元ファイトクラブの戦士同士の戦いはどんな事態を引き起こすのか。また人間達が犠牲になるとも限らない。きっとイヴはそれを望まない。だからこそルークは彼女に手助けを求めなかった。

チアキの目前に仲の良いルークとミオの幻影が浮かんだ。最初は30歳と14歳のカップルだった。人間に憧れていたミオは見た目が不釣り合いだと不満を漏らしていた。

その後、25歳に生まれ直した。ミオは大喜びだった。本当に素敵なカップルだったと思う。元はファイトクラブ出身で辛辣を舐めた2人には幸せになって欲しかった。

そしてタケルとエリカも。出来ればエリカの一途な愛にタケルが応えて欲しかったと思う。チアキからすれば2人はお似合いだったのだ。幼稚なエリカを兄のように支えていた。

チアキはぐるりと山々を見渡した。慣れ親しんだ風景。初めてここに来た時はマシンはイヴだけだった。それから仲間が増えていった。キリ達が家族だと言ってくれるのが嬉しかった。

村では自分は唯一無二の存在。誰かの代わりではなかった。チアキの存在意義。元主人の亡き妻をモデルとして誕生した。主人は優しかった。誠心誠意尽くした。

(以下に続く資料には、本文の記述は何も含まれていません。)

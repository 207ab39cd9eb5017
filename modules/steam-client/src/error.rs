use thiserror::Error;

pub type Result<T> = std::result::Result<T, SteamError>;

#[derive(Debug, Error)]
pub enum SteamError {
    #[error("Network error: {message}")]
    Network {
        message: String,
        #[source]
        source: Option<reqwest::Error>,
    },

    #[error("API error (status {status}): {message}")]
    Api { status: u16, message: String },

    #[error("Parse error: {0}")]
    Parse(String),

    #[error("Review API reported success={0}")]
    Unsuccessful(i64),
}

impl SteamError {
    /// Transport failure with no underlying reqwest error attached.
    pub fn network(message: impl Into<String>) -> Self {
        SteamError::Network {
            message: message.into(),
            source: None,
        }
    }
}

impl From<reqwest::Error> for SteamError {
    fn from(err: reqwest::Error) -> Self {
        SteamError::Network {
            message: err.to_string(),
            source: Some(err),
        }
    }
}

impl From<serde_json::Error> for SteamError {
    fn from(err: serde_json::Error) -> Self {
        SteamError::Parse(err.to_string())
    }
}

#[cfg(test)]
mod tests {
    use super::*;
    use std::error::Error as _;

    #[test]
    fn network_without_source() {
        let err = SteamError::network("timed out");
        assert_eq!(err.to_string(), "Network error: timed out");
        assert!(err.source().is_none());
    }

    #[test]
    fn builder_failure_keeps_reqwest_source() {
        let reqwest_err = reqwest::Client::new().get("not a url").build().unwrap_err();
        let err = SteamError::from(reqwest_err);
        assert!(matches!(err, SteamError::Network { source: Some(_), .. }));
        assert!(err.source().is_some());
    }
}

しかし主人の嘆きは深く1年後に妻の後を追った。救いになれなかった事を悔やんだ。自分のいる意味を失ったかのようだった。何の為に製造されたのか分からなくなった。

だが村で暮らし、家族が出来た。本当に嬉しかった。私は私でいても良いと思えたのだ。けれどその安住の地を離れて私はまたタウンに戻る。どんな未来が待ち受けているのか。

「じゃあ。行くね。キリ。有難う」
「いつでも戻って来て。いつでも待ってる」
チアキは感激した。何度も頷き、何度も手を振り、何度も振り返って歩き出した。